* _INSTRUCTIONS FOR THE TASK_
Go over the records and copy every line with the string "paneer".

* _THE DATA_

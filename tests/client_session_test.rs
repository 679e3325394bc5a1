// ABOUTME: Tests for the recipe finder session state machine and its text rendering
// ABOUTME: Exercises selection, search, submit guards and result views without any I/O
//
// Licensed under either of Apache License, Version 2.0 or MIT License at your option.
// Copyright ©2025 Async-IO.org

#![allow(clippy::unwrap_used, clippy::expect_used, clippy::panic)]
#![allow(missing_docs)]

use fridge_food_server::client::{
    render, CatalogStatus, ClientError, FinderSession, ResultsView,
};
use fridge_food_server::constants::messages;
use fridge_food_server::models::{Catalog, Ingredient, Recipe};

fn catalog() -> Catalog {
    Catalog::from_ingredients([
        Ingredient::new("Egg", "Dairy"),
        Ingredient::new("Milk", "Dairy"),
        Ingredient::new("Rice", "Grains"),
        Ingredient::new("Red Chilli", "Spices"),
        Ingredient::new("Chilli Powder", "Spices"),
    ])
}

fn ready_session() -> FinderSession {
    let mut session = FinderSession::new();
    session.begin_catalog_load();
    session.catalog_loaded(catalog());
    session
}

fn recipe(id: i64, name: &str, ingredient_count: i32) -> Recipe {
    Recipe {
        id,
        name: name.to_owned(),
        cuisine: Some("Indian".to_owned()),
        total_time_in_mins: Some(15),
        ingredient_count,
        url: None,
        instructions: None,
    }
}

// ============================================================================
// Catalog
// ============================================================================

#[test]
fn test_new_session_is_idle() {
    let session = FinderSession::new();

    assert_eq!(session.catalog_status(), CatalogStatus::Idle);
    assert!(session.catalog().is_empty());
    assert!(session.selection().is_empty());
    assert_eq!(session.results(), &ResultsView::Idle);
    assert!(session.banner().is_none());
}

#[test]
fn test_catalog_load_progression() {
    let mut session = FinderSession::new();
    session.begin_catalog_load();
    assert_eq!(session.catalog_status(), CatalogStatus::Loading);

    session.catalog_loaded(catalog());
    assert_eq!(session.catalog_status(), CatalogStatus::Ready);
    assert_eq!(session.catalog().category_count(), 3);
}

#[test]
fn test_invalid_catalog_payload_banner() {
    let mut session = ready_session();
    let decode_error = serde_json::from_str::<Catalog>("[1, 2]").unwrap_err();

    session.catalog_failed(&ClientError::Decode(decode_error));

    assert_eq!(session.catalog_status(), CatalogStatus::Failed);
    assert!(session.catalog().is_empty());
    assert_eq!(session.banner(), Some(messages::CATALOG_INVALID_FORMAT));
}

#[test]
fn test_failed_catalog_still_allows_selection() {
    let mut session = FinderSession::new();
    session.catalog_failed(&ClientError::Server {
        status: 500,
        message: messages::SERVER_ERROR.to_owned(),
    });
    assert_eq!(session.banner(), Some(messages::CATALOG_FETCH_FAILED));

    assert!(session.select("  paneer "));
    assert_eq!(session.selection(), ["paneer"]);
    assert!(session.begin_submit().is_ok());
}

// ============================================================================
// Search and selection
// ============================================================================

#[test]
fn test_search_is_case_insensitive_substring() {
    let mut session = ready_session();
    session.set_search("CHILLI");

    assert_eq!(session.search_results(), vec!["Chilli Powder", "Red Chilli"]);
}

#[test]
fn test_selecting_from_search_clears_term() {
    let mut session = ready_session();
    session.set_search("ric");

    let first = session.search_results()[0].to_owned();
    assert!(session.select(&first));

    assert_eq!(session.search_term(), "");
    assert!(session.search_results().is_empty());
    assert!(session.is_selected("RICE"));
}

#[test]
fn test_selection_keeps_insertion_order_without_duplicates() {
    let mut session = ready_session();
    session.select("Rice");
    session.select("egg");
    session.select("Rice");
    session.select("");

    assert_eq!(session.selection(), ["Rice", "Egg"]);
}

#[test]
fn test_deselect_and_clear() {
    let mut session = ready_session();
    session.select("Egg");
    session.select("Milk");

    assert!(session.deselect("EGG"));
    assert!(!session.deselect("Egg"));
    assert_eq!(session.selection(), ["Milk"]);

    session.begin_submit().unwrap();
    session.recipes_loaded(vec![recipe(1, "Masala Chai", 1)]);
    session.clear();

    assert!(session.selection().is_empty());
    assert_eq!(session.results(), &ResultsView::Idle);
}

// ============================================================================
// Submit
// ============================================================================

#[test]
fn test_empty_submit_sets_banner_and_keeps_results() {
    let mut session = ready_session();

    let result = session.begin_submit();

    assert!(matches!(result, Err(ClientError::EmptySelection)));
    assert_eq!(session.banner(), Some(messages::SELECT_AT_LEAST_ONE));
    assert_eq!(session.results(), &ResultsView::Idle);
}

#[test]
fn test_submit_clears_banner_and_builds_request() {
    let mut session = ready_session();
    let _ = session.begin_submit();
    session.select("Milk");
    session.select("Egg");

    let request = session.begin_submit().unwrap();

    assert!(session.banner().is_none());
    assert!(session.is_pending());
    assert_eq!(session.results(), &ResultsView::Loading);
    assert_eq!(
        request.ingredients,
        Some(vec!["Milk".to_owned(), "Egg".to_owned()])
    );
}

#[test]
fn test_second_submit_while_pending_is_refused() {
    let mut session = ready_session();
    session.select("Egg");
    session.begin_submit().unwrap();

    assert!(matches!(
        session.begin_submit(),
        Err(ClientError::RequestPending)
    ));

    session.recipes_loaded(Vec::new());
    assert!(session.begin_submit().is_ok());
}

#[test]
fn test_result_views() {
    let mut session = ready_session();
    session.select("Egg");

    session.begin_submit().unwrap();
    session.recipes_loaded(vec![recipe(3, "Boiled Egg", 1)]);
    assert_eq!(session.results().recipes().len(), 1);

    session.begin_submit().unwrap();
    session.recipes_loaded(Vec::new());
    assert_eq!(session.results(), &ResultsView::NoneFound);
    assert!(session.results().recipes().is_empty());

    session.begin_submit().unwrap();
    session.recipes_failed();
    assert_eq!(session.results(), &ResultsView::Idle);
    assert_eq!(session.banner(), Some(messages::RECIPES_FETCH_FAILED));
}

// ============================================================================
// Rendering
// ============================================================================

#[test]
fn test_render_search_and_selection() {
    let mut session = ready_session();
    assert_eq!(render::render_selection(&session), "Selected: (none)");

    session.select("Red Chilli");
    session.set_search("chilli");

    assert_eq!(
        render::render_search_results(&session),
        "[ ] Chilli Powder\n[x] Red Chilli\n"
    );
    assert_eq!(render::render_selection(&session), "Selected: Red Chilli");

    session.set_search("saffron");
    assert_eq!(
        render::render_search_results(&session),
        "No ingredient matches 'saffron'\n"
    );
}

#[test]
fn test_render_found_results() {
    let view = ResultsView::Found(vec![recipe(1, "Masala Chai", 1), recipe(2, "Sweet Lassi", 2)]);

    let rendered = render::render_results(&view);

    assert!(rendered.starts_with("Found 2 recipe(s)\n\n"));
    assert!(rendered.contains("Masala Chai\n  Cuisine: Indian | Time: 15 mins | Ingredients: 1\n"));
    assert!(rendered.contains("Sweet Lassi"));
    assert_eq!(render::render_results(&ResultsView::Idle), "");
}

* _EXERCISE OUTPUT_
    assert!(session.select("  paneer "));
    assert_eq!(session.selection(), ["paneer"]);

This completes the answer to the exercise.